从进化角度来看,音乐天赋似乎算不得什么优势,但是几乎所有人类社会都有音乐。考古学家斯蒂芬.米森在《唱歌的尼安德特人》( The Singing Neanderthals)一书中认为,音乐对于认知能力的发展有着至关重要的作用。近来关于婴儿导向式语言——也就是几乎所有人面对婴儿说话时都会采用的夸张音调——的研究显示,婴儿更喜欢富有旋律的发音。音乐学者约翰.布莱金说过,音乐“天然存在于人体之内,静待着萌生成长的机会。”一个文化圈里的成员也能辨识另一个文化圈当中的音乐是喜是悲。不过尽管人们普遍天生具有鉴别音乐的能力,音乐就像就像任何语言一样依然需要依靠长期接触才能在头脑中成型。我们掌握了我们所属文化当中的典型和声进行,并且感受到了后天习得音乐预期的实现或者逆转。
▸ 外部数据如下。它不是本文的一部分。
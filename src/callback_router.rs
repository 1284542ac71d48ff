//! Per-table callback registry and dispatch. Grounded on
//! `original_source/table.h` (`should_process`, `call_callback`) and
//! `recordset.h` (`RecordSet`, `RowType`, `TypeEvent`).

use std::collections::HashMap;
use std::panic::{self, AssertUnwindSafe};
use std::time::SystemTime;

use bitflags::bitflags;
use log::error;

use crate::stats::StatsObserver;
use crate::table_key::TableKey;
use crate::value::MySQLValue;

bitflags! {
    /// Row-change kinds a table's callback is interested in. Combinable by
    /// bitwise OR; [`EventKind::ALL`] matches everything.
    pub struct EventKind: u8 {
        const INSERT = 0b001;
        const UPDATE = 0b010;
        const DELETE = 0b100;
        const ALL = Self::INSERT.bits | Self::UPDATE.bits | Self::DELETE.bits;
    }
}

/// `should_process(filter, kind) <=> (filter & kind) == kind`.
pub fn should_process(filter: EventKind, kind: EventKind) -> bool {
    (filter & kind) == kind
}

#[derive(Debug, Clone, Copy, PartialEq, Eq)]
pub enum RowType {
    Map,
    Vector,
}

pub type NamedRow = Vec<(String, MySQLValue)>;

/// A decoded row in the shape the table's `RowType` asked for.
#[derive(Debug)]
pub enum Row {
    Map(HashMap<String, MySQLValue>),
    Vector(NamedRow),
}

impl Row {
    pub fn build(row_type: RowType, named: NamedRow) -> Self {
        match row_type {
            RowType::Map => Row::Map(named.into_iter().collect()),
            RowType::Vector => Row::Vector(named),
        }
    }
}

#[derive(Debug, Clone, Copy, PartialEq, Eq)]
pub enum TypeEvent {
    Write,
    Update,
    Delete,
}

impl TypeEvent {
    fn as_kind(self) -> EventKind {
        match self {
            TypeEvent::Write => EventKind::INSERT,
            TypeEvent::Update => EventKind::UPDATE,
            TypeEvent::Delete => EventKind::DELETE,
        }
    }
}

/// A decoded row change handed to a user callback.
#[derive(Debug)]
pub struct RecordSet {
    pub db_name: String,
    pub tbl_name: String,
    pub when: SystemTime,
    pub type_event: TypeEvent,
    pub row_type: RowType,
    pub row: Option<Row>,
    pub old_row: Option<Row>,
}

pub type RowCallback = Box<dyn Fn(&RecordSet) + Send>;

struct Registration {
    callback: RowCallback,
    filter: EventKind,
}

/// Maps a [`TableKey`] to its registered callback + event filter, and
/// dispatches decoded [`RecordSet`]s through it, updating [`StatsObserver`]
/// as it goes.
#[derive(Default)]
pub struct CallbackRouter {
    registrations: HashMap<TableKey, Registration>,
}

impl CallbackRouter {
    pub fn new() -> Self {
        CallbackRouter {
            registrations: HashMap::new(),
        }
    }

    pub fn register(&mut self, key: TableKey, filter: EventKind, callback: RowCallback) {
        self.registrations
            .insert(key, Registration { callback, filter });
    }

    pub fn is_registered(&self, key: &TableKey) -> bool {
        self.registrations.contains_key(key)
    }

    /// Dispatch `record` to the table's callback if registered and its
    /// filter accepts `record.type_event`. Returns whether the callback ran
    /// and completed without panicking. A panicking callback is caught here
    /// (spec §4.6/§7): it's recorded as failed with its latency and the read
    /// loop continues rather than unwinding the session thread.
    pub fn dispatch(&self, key: &TableKey, record: RecordSet, stats: &StatsObserver) -> bool {
        let kind = record.type_event.as_kind();
        match self.registrations.get(key) {
            Some(reg) if should_process(reg.filter, kind) => {
                let start = SystemTime::now();
                let outcome = panic::catch_unwind(AssertUnwindSafe(|| (reg.callback)(&record)));
                let elapsed = start.elapsed().unwrap_or_default();
                match outcome {
                    Ok(()) => {
                        stats.record_done(&record.tbl_name, kind, elapsed);
                        true
                    }
                    Err(payload) => {
                        let message = payload
                            .downcast_ref::<&str>()
                            .copied()
                            .or_else(|| payload.downcast_ref::<String>().map(String::as_str))
                            .unwrap_or("<non-string panic payload>");
                        error!(
                            "callback for {} panicked: {}; recording as failed",
                            record.tbl_name, message
                        );
                        stats.record_failed(&record.tbl_name, elapsed);
                        false
                    }
                }
            }
            Some(_) => {
                stats.record_ignored(&record.tbl_name, kind);
                false
            }
            None => false,
        }
    }
}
社会学家罗伯特.加菲亚斯辩称,音乐与口语是婴儿期习得的同一套体系,而且音乐可能是我们“维持社会化进程的首要手段。”

聋人儿童一开始就会通过肢体动作进行交流,音乐神童也会从小就通过曲调传递信息。对于他们来说音乐就是言语。据说韩德尔会说话之前就会唱歌。阿图尔.鲁宾斯坦小时候如果想吃蛋糕就会哼唱玛祖卡舞曲。音乐心理学家约翰.斯洛波达研究过我们为什么会对特定的音符与旋律模式产生情绪反应。他写道,“乐曲并不是语言,也并不像英语之类的语言那样具有指涉含义。但是乐曲的确具有复杂的多层面结构特征,很像是句法或者语法。” 套用语言学家诺曼.乔姆斯基的主张,每个人的大脑深处都潜藏着一套处理音乐的结构,只要接触外界声音就能将其激活。列昂.伯特斯坦是巴德学院的院长,他本人也曾经是一名神童。他认为,“伟大音乐家的伟大之处在于将音乐当成替代性语言交流手段的情感吸引力。”就像口语与手语一样,音乐也不能仅仅作为表达方式而存在,还需要有人倾听音乐,做出相应的反应,并且对音乐表达进行鼓励。正因为如此,父母的参与对于子女音乐能力的养成才会起到如此关键的作用

当然,仅仅将音乐当做母语并必然不意味着卓越的母语水平,这就好比并非所有美国儿童都能成为用英语进行创作的诗人一样。